- _What to do_
Go over the data below line by line, and state how many lines contain the string "denom". Give the number only.

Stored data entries

• • • • •

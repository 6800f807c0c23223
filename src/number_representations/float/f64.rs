use crate::number_representations::core::BenchScalar;

impl BenchScalar for f64 {
    const NAME: &'static str = "f64";
    const BITS: u32 = 64;

    fn from_f64(value: f64) -> Self {
        value
    }
    fn to_f64(self) -> f64 {
        self
    }
    fn is_finite(self) -> bool {
        f64::is_finite(self)
    }
}
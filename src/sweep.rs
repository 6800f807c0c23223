//! Runs every case of a sweep for one precision set.

use std::io::Write;

use log::{info, warn};

use crate::benchmark::run_benchmark;
use crate::config::Sweep;
use crate::error::BenchmarkResult;
use crate::precision::PrecisionSet;

#[derive(Debug, Clone, Copy, Default, PartialEq, Eq)]
pub struct SweepSummary {
    pub completed: usize,
    pub skipped: usize,
}

/// Writes a heading and one report block per completed case to `out`.
///
/// Cases that produce non-finite values get a one-line diagnostic on
/// `diagnostics` and are skipped. Any other error ends the sweep.
pub fn run_sweep<S, O, E>(
    sweep: &Sweep,
    out: &mut O,
    diagnostics: &mut E,
) -> BenchmarkResult<SweepSummary>
where
    S: PrecisionSet,
    O: Write,
    E: Write,
{
    sweep.validate()?;
    info!("Starting sweep: {}", S::label());
    writeln!(out, "{}", S::label())?;

    let mut summary = SweepSummary::default();
    for case in sweep.cases() {
        match run_benchmark::<S>(&case) {
            Ok(report) => {
                write!(out, "{}", report)?;
                summary.completed += 1;
            }
            Err(e) if e.is_numeric() => {
                warn!(
                    "Skipping {}x{} with values ({}, {})",
                    case.rows, case.cols, case.value_a, case.value_b
                );
                writeln!(diagnostics, "{}", e)?;
                summary.skipped += 1;
            }
            Err(e) => return Err(e),
        }
    }

    info!(
        "Finished sweep {}: {} completed, {} skipped",
        S::label(),
        summary.completed,
        summary.skipped
    );
    Ok(summary)
}
use std::{
    fmt::{Debug, Display},
    ops::{AddAssign, Neg, SubAssign},
};

use ndarray::{LinalgScalar, ScalarOperand};

/// A scalar type that can populate the benchmark matrices.
///
/// Every type goes through `f64` on the way in and on the way out, so the
/// fill values and the error computation are shared by all representations.
pub trait BenchScalar:
    LinalgScalar
    + ScalarOperand
    + Neg<Output = Self>
    + AddAssign
    + SubAssign
    + PartialOrd
    + Display
    + Debug
{
    const NAME: &'static str;
    /// Total storage width in bits.
    const BITS: u32;

    fn from_f64(value: f64) -> Self;
    fn to_f64(self) -> f64;

    /// NaN and infinities for floats, NaR for posits.
    fn is_finite(self) -> bool {
        self.to_f64().is_finite()
    }
}
//! Runtime report of the vector extensions the matrix kernels can dispatch to.

use std::fmt::{self, Display, Formatter};
use std::io::{self, Write};

#[derive(Debug, Clone, Copy, PartialEq, Eq)]
pub enum SimdExtension {
    Sse,
    Avx,
    Avx512,
    Neon,
}

impl Display for SimdExtension {
    fn fmt(&self, f: &mut Formatter<'_>) -> fmt::Result {
        let label = match self {
            SimdExtension::Sse => "SSE enabled",
            SimdExtension::Avx => "AVX enabled",
            SimdExtension::Avx512 => "AVX-512 enabled",
            SimdExtension::Neon => "NEON enabled (ARM)",
        };
        f.write_str(label)
    }
}

/// Extensions available on the running CPU, narrowest first.
#[allow(unused_mut)]
pub fn detected_extensions() -> Vec<SimdExtension> {
    let mut found = Vec::new();

    #[cfg(any(target_arch = "x86", target_arch = "x86_64"))]
    {
        if std::is_x86_feature_detected!("sse") {
            found.push(SimdExtension::Sse);
        }
        if std::is_x86_feature_detected!("avx") {
            found.push(SimdExtension::Avx);
        }
        if std::is_x86_feature_detected!("avx512f") {
            found.push(SimdExtension::Avx512);
        }
    }

    #[cfg(target_arch = "aarch64")]
    {
        if std::arch::is_aarch64_feature_detected!("neon") {
            found.push(SimdExtension::Neon);
        }
    }

    found
}

/// One line per detected extension, or a single line saying there are none.
pub fn write_report<W: Write>(out: &mut W, extensions: &[SimdExtension]) -> io::Result<()> {
    if extensions.is_empty() {
        return writeln!(out, "No SIMD vectorization");
    }
    for extension in extensions {
        writeln!(out, "{}", extension)?;
    }
    Ok(())
}
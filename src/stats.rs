//! Running totals averaged over the repetitions of one benchmark case.

use std::time::Duration;

#[derive(Debug, Clone, Copy, Default)]
pub struct TimingAccumulator {
    total: Duration,
}

impl TimingAccumulator {
    pub fn add(&mut self, elapsed: Duration) {
        self.total += elapsed;
    }

    /// Mean duration per repetition. `repetitions` must be non-zero.
    pub fn mean(&self, repetitions: u32) -> Duration {
        self.total / repetitions
    }
}

#[derive(Debug, Clone, Copy, Default)]
pub struct ErrorAccumulator {
    total: f64,
}

impl ErrorAccumulator {
    pub fn add(&mut self, error: f64) {
        self.total += error;
    }

    pub fn mean(&self, repetitions: u32) -> f64 {
        self.total / f64::from(repetitions)
    }
}

pub fn as_micros_f64(duration: Duration) -> f64 {
    duration.as_nanos() as f64 / 1.0e3
}

#[cfg(test)]
mod tests {
    use super::*;

    #[test]
    fn test_single_repetition_mean_is_the_measurement() {
        let measured = Duration::from_nanos(123_457);
        let mut timing = TimingAccumulator::default();
        timing.add(measured);
        assert_eq!(timing.mean(1), measured);

        let mut error = ErrorAccumulator::default();
        error.add(0.1);
        assert_eq!(error.mean(1), 0.1);
    }

    #[test]
    fn test_mean_over_repetitions() {
        let mut timing = TimingAccumulator::default();
        for micros in [10, 20, 30, 40] {
            timing.add(Duration::from_micros(micros));
        }
        assert_eq!(timing.mean(4), Duration::from_micros(25));

        let mut error = ErrorAccumulator::default();
        error.add(1.0);
        error.add(2.0);
        assert_eq!(error.mean(2), 1.5);
    }

    #[test]
    fn test_micros_conversion() {
        assert_eq!(as_micros_f64(Duration::from_micros(250)), 250.0);
    }
}
use std::io::{self, Write};
use std::process::ExitCode;

use env_logger::Env;
use log::{error, info};
use posit_bench::{
    BenchmarkResult, Posit16VsFloat32, Posit32VsFloat32, SweepConfig, run_sweep, simd,
};

fn main() -> ExitCode {
    env_logger::Builder::from_env(Env::default().default_filter_or("warn")).init();

    match run() {
        Ok(()) => ExitCode::SUCCESS,
        Err(e) => {
            error!("Benchmark aborted: {}", e);
            eprintln!("{}", e);
            ExitCode::FAILURE
        }
    }
}

fn run() -> BenchmarkResult<()> {
    let config = SweepConfig::default();
    config.validate()?;

    let stdout = io::stdout();
    let stderr = io::stderr();
    let mut out = stdout.lock();
    let mut diagnostics = stderr.lock();

    simd::write_report(&mut out, &simd::detected_extensions())?;

    let three =
        run_sweep::<Posit32VsFloat32, _, _>(&config.three_precision, &mut out, &mut diagnostics)?;
    let two =
        run_sweep::<Posit16VsFloat32, _, _>(&config.two_precision, &mut out, &mut diagnostics)?;
    out.flush()?;

    info!(
        "All sweeps finished: {} completed, {} skipped",
        three.completed + two.completed,
        three.skipped + two.skipped
    );
    Ok(())
}
use ndarray::ScalarOperand;
use num_traits::{One, Zero};
use softposit::P16E1;
use std::{
    fmt::{Debug, Display, Formatter},
    ops::{Add, AddAssign, Div, Mul, Neg, Sub, SubAssign},
};

use crate::number_representations::core::BenchScalar;

/// posit<16,1> from the `softposit` crate.
#[derive(Clone, Copy, PartialEq, PartialOrd)]
pub struct Softposit16_1(pub P16E1);

impl ScalarOperand for Softposit16_1 {}

impl BenchScalar for Softposit16_1 {
    const NAME: &'static str = "posit16";
    const BITS: u32 = 16;

    fn from_f64(value: f64) -> Self {
        Softposit16_1(<P16E1 as From<f64>>::from(value))
    }

    // NaR widens to NaN.
    fn to_f64(self) -> f64 {
        <f64 as From<P16E1>>::from(self.0)
    }
}

impl Neg for Softposit16_1 {
    type Output = Self;
    fn neg(self) -> Self::Output {
        Softposit16_1(-self.0)
    }
}

impl Add for Softposit16_1 {
    type Output = Self;
    fn add(self, rhs: Self) -> Self::Output {
        Softposit16_1(self.0 + rhs.0)
    }
}

impl Sub for Softposit16_1 {
    type Output = Self;
    fn sub(self, rhs: Self) -> Self::Output {
        Softposit16_1(self.0 - rhs.0)
    }
}

impl Mul for Softposit16_1 {
    type Output = Self;
    fn mul(self, rhs: Self) -> Self::Output {
        Softposit16_1(self.0 * rhs.0)
    }
}

impl Div for Softposit16_1 {
    type Output = Self;
    fn div(self, rhs: Self) -> Self::Output {
        Softposit16_1(self.0 / rhs.0)
    }
}

impl AddAssign for Softposit16_1 {
    fn add_assign(&mut self, rhs: Self) {
        *self = *self + rhs;
    }
}

impl SubAssign for Softposit16_1 {
    fn sub_assign(&mut self, rhs: Self) {
        *self = *self - rhs;
    }
}

impl Display for Softposit16_1 {
    fn fmt(&self, f: &mut Formatter<'_>) -> std::fmt::Result {
        write!(f, "{}", self.0)
    }
}

impl Debug for Softposit16_1 {
    fn fmt(&self, f: &mut Formatter<'_>) -> std::fmt::Result {
        write!(f, "Softposit16_1({})", self.0)
    }
}

impl Zero for Softposit16_1 {
    fn zero() -> Self {
        Softposit16_1(P16E1::ZERO)
    }
    fn is_zero(&self) -> bool {
        self.0 == P16E1::ZERO
    }
}

impl One for Softposit16_1 {
    fn one() -> Self {
        Softposit16_1(P16E1::ONE)
    }
}
pub mod benchmark;
pub mod config;
pub mod error;
pub mod matrix;
pub mod number_representations;
pub mod precision;
pub mod simd;
pub mod stats;
pub mod sweep;

pub use benchmark::{BenchmarkCase, BenchmarkReport, run_benchmark};
pub use config::{Sweep, SweepConfig};
pub use error::{BenchmarkError, BenchmarkResult};
pub use number_representations::BenchScalar;
pub use precision::{Posit16VsFloat32, Posit32VsFloat32, PrecisionSet};
pub use sweep::{SweepSummary, run_sweep};
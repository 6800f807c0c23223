use crate::number_representations::core::BenchScalar;

impl BenchScalar for f32 {
    const NAME: &'static str = "f32";
    const BITS: u32 = 32;

    fn from_f64(value: f64) -> Self {
        value as f32
    }
    fn to_f64(self) -> f64 {
        f64::from(self)
    }
    fn is_finite(self) -> bool {
        f32::is_finite(self)
    }
}
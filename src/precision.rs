//! The sets of number representations a benchmark compares.

use crate::number_representations::{BenchScalar, Softposit16_1, Softposit32_2};

/// A posit type measured against a float type, both checked against a reference.
///
/// When the reference is the comparison type itself the comparison error is
/// identically zero and is not reported.
pub trait PrecisionSet {
    type Posit: BenchScalar;
    type Comparison: BenchScalar;
    type Reference: BenchScalar;

    fn label() -> String {
        format!(
            "{} vs {} (reference {})",
            <Self::Posit as BenchScalar>::NAME,
            <Self::Comparison as BenchScalar>::NAME,
            <Self::Reference as BenchScalar>::NAME
        )
    }

    fn reports_comparison_error() -> bool {
        <Self::Comparison as BenchScalar>::BITS < <Self::Reference as BenchScalar>::BITS
    }
}

/// posit<32,2> against `f32`, with an `f64` reference.
pub struct Posit32VsFloat32;

impl PrecisionSet for Posit32VsFloat32 {
    type Posit = Softposit32_2;
    type Comparison = f32;
    type Reference = f64;
}

/// posit<16,1> against `f32`, which also serves as the reference.
pub struct Posit16VsFloat32;

impl PrecisionSet for Posit16VsFloat32 {
    type Posit = Softposit16_1;
    type Comparison = f32;
    type Reference = f32;
}
// A lossy image codec that compresses 24-bit-per-pixel PPM images into a
// fixed 3:1-ratio custom format (and back), via an RGB->YPbPr colour
// transform, a 2x2 block transform, quantization, and bit-packing.

pub mod array2d;
pub mod bitpack;
pub mod block;
pub mod chroma;
pub mod codeword;
pub mod color;
pub mod container;
pub mod error;
pub mod image;
pub mod ppm;
pub mod quantize;
pub mod util;

use std::io::{Read, Write};

pub use error::CodecError;

/// Read a PPM image from `input`, compress it, and write the COMP40
/// container to `output`.
pub fn compress<R: Read, W: Write>(input: R, mut output: W) -> Result<(), CodecError> {
  let rgb = ppm::read(input)?;
  let ypbpr = image::rgb_to_ypbpr_image(&rgb)?;
  let compressed = image::compress_image(&ypbpr);
  container::write(&mut output, &compressed)
}

/// Read a COMP40 container from `input`, decompress it, and write a PPM
/// image to `output`.
pub fn decompress<R: Read, W: Write>(mut input: R, output: W) -> Result<(), CodecError> {
  let compressed = container::read(&mut input)?;
  let ypbpr = image::decompress_image(&compressed);
  let rgb = image::ypbpr_image_to_rgb(&ypbpr);
  ppm::write(output, &rgb)
}

#[cfg(test)]
mod tests {
  use super::*;

  fn sample_ppm(width: usize, height: usize) -> Vec<u8> {
    let mut buf = Vec::new();
    use std::io::Write as _;
    write!(&mut buf, "P6\n{width} {height}\n255\n").unwrap();
    for i in 0..(width * height * 3) {
      buf.push(((i * 37) % 256) as u8);
    }
    buf
  }

  #[test]
  fn compress_then_decompress_preserves_dimensions_and_is_roughly_faithful() {
    let original = sample_ppm(8, 6);

    let mut compressed = Vec::new();
    compress(&original[..], &mut compressed).unwrap();

    let mut decompressed = Vec::new();
    decompress(&compressed[..], &mut decompressed).unwrap();

    let out_img = ppm::read(&decompressed[..]).unwrap();
    assert_eq!(out_img.width(), 8);
    assert_eq!(out_img.height(), 6);

    let in_img = ppm::read(&original[..]).unwrap();
    let mut total_error: i64 = 0;
    let mut count = 0i64;
    for y in 0..6 {
      for x in 0..8 {
        let a = in_img.get(x, y);
        let b = out_img.get(x, y);
        total_error += (a.r as i64 - b.r as i64).abs();
        total_error += (a.g as i64 - b.g as i64).abs();
        total_error += (a.b as i64 - b.b as i64).abs();
        count += 3;
      }
    }
    let mean_abs_error = total_error as f64 / count as f64;
    assert!(mean_abs_error < 255.0 * 0.05);
  }

  #[test]
  fn compressed_container_has_expected_word_count_for_odd_input() {
    let original = sample_ppm(5, 5);
    let mut compressed = Vec::new();
    compress(&original[..], &mut compressed).unwrap();

    let parsed = container::read(&mut &compressed[..]).unwrap();
    assert_eq!(parsed.width, 4);
    assert_eq!(parsed.height, 4);
    assert_eq!(parsed.words.len(), 4);
  }

  #[test]
  fn decompress_then_compress_is_bit_identical() {
    let original = sample_ppm(6, 4);
    let mut compressed = Vec::new();
    compress(&original[..], &mut compressed).unwrap();

    let mut decompressed_ppm = Vec::new();
    decompress(&compressed[..], &mut decompressed_ppm).unwrap();

    let mut recompressed = Vec::new();
    compress(&decompressed_ppm[..], &mut recompressed).unwrap();

    assert_eq!(compressed, recompressed);
  }
}
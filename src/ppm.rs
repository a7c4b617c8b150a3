// Binary (P6) PPM reader/writer.
//
// A small text header followed by raw binary sample data, surfacing
// malformed input as `CodecError` rather than panicking: PPM parsing
// sits at the process's input boundary, so truncated or invalid input
// here is a caller-facing failure, not an internal invariant violation.

use std::io::{Read, Write};

use byteorder::ReadBytesExt;

use crate::error::CodecError;
use crate::image::{Rgb, RgbImage};

fn truncated(msg: impl Into<String>) -> CodecError {
  CodecError::TruncatedInput(msg.into())
}

fn read_u8_or_truncated<R: Read>(r: &mut R) -> Result<u8, CodecError> {
  r.read_u8().map_err(|e| truncated(format!("unexpected end of PPM header: {e}")))
}

/// Skip whitespace and `#`-prefixed comment lines, as is conventional
/// for Netpbm headers, then return the next non-whitespace byte.
fn skip_whitespace_and_comments<R: Read>(r: &mut R) -> Result<u8, CodecError> {
  loop {
    let byte = read_u8_or_truncated(r)?;
    match byte {
      b' ' | b'\t' | b'\r' | b'\n' => continue,
      b'#' => {
        while read_u8_or_truncated(r)? != b'\n' {}
        continue;
      }
      _ => return Ok(byte),
    }
  }
}

/// Read a whitespace-delimited decimal token, given its already-read
/// first digit.
fn read_decimal_token<R: Read>(r: &mut R, first_digit: u8) -> Result<usize, CodecError> {
  if !first_digit.is_ascii_digit() {
    return Err(truncated("expected a decimal number in PPM header"));
  }
  let mut value = (first_digit - b'0') as usize;
  loop {
    let byte = read_u8_or_truncated(r)?;
    if byte.is_ascii_digit() {
      value = value * 10 + (byte - b'0') as usize;
    } else {
      return Ok(value);
    }
  }
}

/// Parse a binary P6 PPM image from `r`.
pub fn read<R: Read>(mut r: R) -> Result<RgbImage, CodecError> {
  let mut magic = [0u8; 2];
  r.read_exact(&mut magic).map_err(|e| truncated(format!("missing PPM magic: {e}")))?;
  if &magic != b"P6" {
    return Err(truncated("not a binary (P6) PPM file"));
  }

  let first = skip_whitespace_and_comments(&mut r)?;
  let width = read_decimal_token(&mut r, first)?;

  let first = skip_whitespace_and_comments(&mut r)?;
  let height = read_decimal_token(&mut r, first)?;

  let first = skip_whitespace_and_comments(&mut r)?;
  let maxval = read_decimal_token(&mut r, first)?;

  if width < 2 || height < 2 {
    return Err(CodecError::InputValidation(format!(
      "PPM dimensions must be at least 2x2, got {width}x{height}"
    )));
  }
  if maxval == 0 || maxval > 255 {
    return Err(CodecError::InputValidation(format!(
      "only 8-bit-per-channel PPM is supported, got maxval {maxval}"
    )));
  }

  // Exactly one whitespace byte separates maxval from the raster, which
  // skip_whitespace_and_comments has already consumed as part of
  // scanning past the maxval token's trailing delimiter.

  let mut raster = vec![0u8; width * height * 3];
  r.read_exact(&mut raster)
    .map_err(|e| truncated(format!("truncated PPM raster: {e}")))?;

  let mut img = RgbImage::new(width, height, maxval as u16);
  for y in 0..height {
    for x in 0..width {
      let idx = (y * width + x) * 3;
      img.set(x, y, Rgb { r: raster[idx], g: raster[idx + 1], b: raster[idx + 2] });
    }
  }
  Ok(img)
}

/// Serialize `img` as a binary P6 PPM.
pub fn write<W: Write>(mut w: W, img: &RgbImage) -> Result<(), CodecError> {
  write!(w, "P6\n{} {}\n{}\n", img.width(), img.height(), img.denom)?;

  let mut raster = Vec::with_capacity(img.width() * img.height() * 3);
  for y in 0..img.height() {
    for x in 0..img.width() {
      let pixel = img.get(x, y);
      raster.extend_from_slice(&[pixel.r, pixel.g, pixel.b]);
    }
  }
  w.write_all(&raster)?;
  Ok(())
}

#[cfg(test)]
mod tests {
  use super::*;

  fn sample_ppm(width: usize, height: usize) -> Vec<u8> {
    let mut buf = Vec::new();
    write!(&mut buf, "P6\n{width} {height}\n255\n").unwrap();
    for i in 0..(width * height * 3) {
      buf.push((i % 256) as u8);
    }
    buf
  }

  #[test]
  fn parses_basic_header_and_raster() {
    let bytes = sample_ppm(2, 2);
    let img = read(&bytes[..]).unwrap();
    assert_eq!(img.width(), 2);
    assert_eq!(img.height(), 2);
    assert_eq!(img.denom, 255);
    assert_eq!(img.get(0, 0), Rgb { r: 0, g: 1, b: 2 });
  }

  #[test]
  fn round_trips_through_write_then_read() {
    let bytes = sample_ppm(3, 2);
    let img = read(&bytes[..]).unwrap();

    let mut out = Vec::new();
    write(&mut out, &img).unwrap();

    let reread = read(&out[..]).unwrap();
    for y in 0..2 {
      for x in 0..3 {
        assert_eq!(img.get(x, y), reread.get(x, y));
      }
    }
  }

  #[test]
  fn rejects_non_p6_magic() {
    let bytes = b"P3\n2 2\n255\n".to_vec();
    let err = read(&bytes[..]).unwrap_err();
    assert!(matches!(err, CodecError::TruncatedInput(_)));
  }

  #[test]
  fn rejects_too_small_dimensions() {
    let bytes = sample_ppm(1, 4);
    let err = read(&bytes[..]).unwrap_err();
    assert!(matches!(err, CodecError::InputValidation(_)));
  }

  #[test]
  fn skips_comment_lines() {
    let mut buf = Vec::new();
    write!(&mut buf, "P6\n# a comment\n2 2\n# another\n255\n").unwrap();
    buf.extend(std::iter::repeat(0u8).take(2 * 2 * 3));
    let img = read(&buf[..]).unwrap();
    assert_eq!(img.width(), 2);
    assert_eq!(img.height(), 2);
  }

  #[test]
  fn truncated_raster_is_an_error() {
    let mut bytes = sample_ppm(4, 4);
    bytes.truncate(bytes.len() - 5);
    let err = read(&bytes[..]).unwrap_err();
    assert!(matches!(err, CodecError::TruncatedInput(_)));
  }
}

• • • • •

- _Solved exercise_
2